Series Divergence Proof

Question

I'm asked to decide whether the following series converges or diverges:

$$1-\frac{3}{4}+\frac{4}{6}-\frac{5}{8}+\frac{6}{10}-\frac{7}{12}+\cdots$$

So I first looked at $(a_n)=\frac{n+1}{2n}$. Then by separating this into $a_n=\frac{1}{2}+\frac{1}{2}\cdot\frac{1}{n}$, we can say that since we know $\frac{1}{n}\rightarrow0$, then $a_n \rightarrow \frac{1}{2}+\frac{1}{2}\cdot0=\frac{1}{2}$. Then since $(a_n)$ does not converge to $0$, we know that $\sum a_n$ diverges by the divergence test. Now I'm stuck. How do I use this to account for the alternating sequence $(-1)^n a_n$? Is there a theorem that would help?

Thanks!

Answer 1

It's a necessary (but not sufficient) criterion for any series to converge that the sequence converges to $0$. If it's an alternating series in which the absolute values are monotonically decreasing to $0$, it's also sufficient for convergence.

In this case, since your sequence does not converge to $0$, you're done; it diverges. (It doesn't matter if it's alternating or not.)

Answer 2

Suppose you let $c_n=(-1)^n a_n$.

As you've shown, $|c_n|=a_n\not\to0\;,$ so $c_n\not\to0$ also $\;\;$since $c_n\to0\iff|c_n|\to0$.

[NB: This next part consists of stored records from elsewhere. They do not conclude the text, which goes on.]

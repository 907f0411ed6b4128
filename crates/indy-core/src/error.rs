//! Error types for indy-core

use std::path::PathBuf;

/// Result type for indy-core operations
pub type Result<T> = std::result::Result<T, Error>;

/// Errors that can occur while reconciling or restoring a library directory
#[derive(Debug, thiserror::Error)]
pub enum Error {
    /// Neither `lib` nor `lib.orig` exists
    #[error("missing \"{}\"", path.display())]
    MissingSource { path: PathBuf },

    #[error("failed to back up the original to \"{}\": {source}", path.display())]
    BackupFailed {
        path: PathBuf,
        #[source]
        source: indy_fs::Error,
    },

    #[error("failed to remove \"{}\": {source}", path.display())]
    ResetFailed {
        path: PathBuf,
        #[source]
        source: indy_fs::Error,
    },

    #[error("failed to create new library directory \"{}\": {source}", path.display())]
    CreateFailed {
        path: PathBuf,
        #[source]
        source: indy_fs::Error,
    },

    #[error("failed to read \"{}\": {source}", path.display())]
    ListFailed {
        path: PathBuf,
        #[source]
        source: indy_fs::Error,
    },

    #[error("failed to link \"{}\" to \"{}\": {source}", src.display(), dst.display())]
    LinkFailed {
        src: PathBuf,
        dst: PathBuf,
        #[source]
        source: indy_fs::Error,
    },

    /// `lib.orig` is absent, so there is no original layout to put back
    #[error("nothing to restore: \"{}\" does not exist", path.display())]
    NothingToRestore { path: PathBuf },

    #[error("failed to restore \"{}\": {source}", path.display())]
    RestoreFailed {
        path: PathBuf,
        #[source]
        source: indy_fs::Error,
    },
}
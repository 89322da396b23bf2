#[derive(Debug, Clone, Copy, PartialEq, Eq)]
pub struct Status {
    pub code_num: u16,
    pub message: &'static str,
}

impl Status {
    pub const OK: Status = Status {
        code_num: 200,
        message: "OK",
    };
    pub const NO_CONTENT: Status = Status {
        code_num: 204,
        message: "No Content",
    };
    pub const BAD_REQUEST: Status = Status {
        code_num: 400,
        message: "Bad Request",
    };
    pub const UNAUTHORIZED: Status = Status {
        code_num: 401,
        message: "Unauthorized",
    };
    pub const NOT_FOUND: Status = Status {
        code_num: 404,
        message: "Not Found",
    };
    pub const INTERNAL_SERVER_ERROR: Status = Status {
        code_num: 500,
        message: "Internal Server Error",
    };
}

Therefore you can conclude that $\displaystyle\sum_{n=1}^{\infty}c_n$ diverges by the Divergence Test.

Answer 3

I would like to abuse terminology somewhat by saying that this series "multi-converges", because there are a finite number of values $v_k$ and a finite set of disjoint sequences $u_k(n)$ which together make up the non-negative integers such that $\sum_{i=0}^{u_k(n)} a_i \to v_k $.

In this case, $k=2$ and the sequences are the even and odd integers. It is not hard to show that $\sum_{i=0}^{2n} a_i $ and $\sum_{i=0}^{2n+1} a_i $ each converge as $n \to \infty$, but to separate values.

Since $a_n = (-1)^n\frac{n+2}{2n+2} $,

$\begin{array}\\ a_{2n}+a_{2n+1} &=\frac{2n+2}{4n+2}-\frac{2n+3}{4n+4}\\ &=\frac12(\frac{2n+2}{2n+1}-\frac{2n+3}{2n+2})\\ &=\frac12(\frac{(2n+2)^2-(2n+1)(2n+3)}{(2n+1)(2n+2)})\\ &=\frac12(\frac{4n^2+8n+4-(4n^2+8n+3)}{(2n+1)(2n+2)})\\ &=\frac12(\frac{1}{(2n+1)(2n+2)})\\ \end{array} $

and

$\begin{array}\\ a_{2n-1}+a_{2n} &=-\frac{2n+1}{4n}+\frac{2n+2}{4n+2}\\ &=\frac12(-\frac{2n+1}{2n}+\frac{2n+2}{2n+1})\\ &=\frac12(\frac{-(2n+1)^2+(2n)(2n+2)}{2n(2n+1)})\\ &=\frac12(\frac{-(4n^2+4n+1)+(4n^2+4n}{2n(2n+1)})\\ &=\frac12(\frac{-1}{2n(2n+1)})\\ \end{array} $

and the sum of each of these converges since they are both $O(1/n^2)$.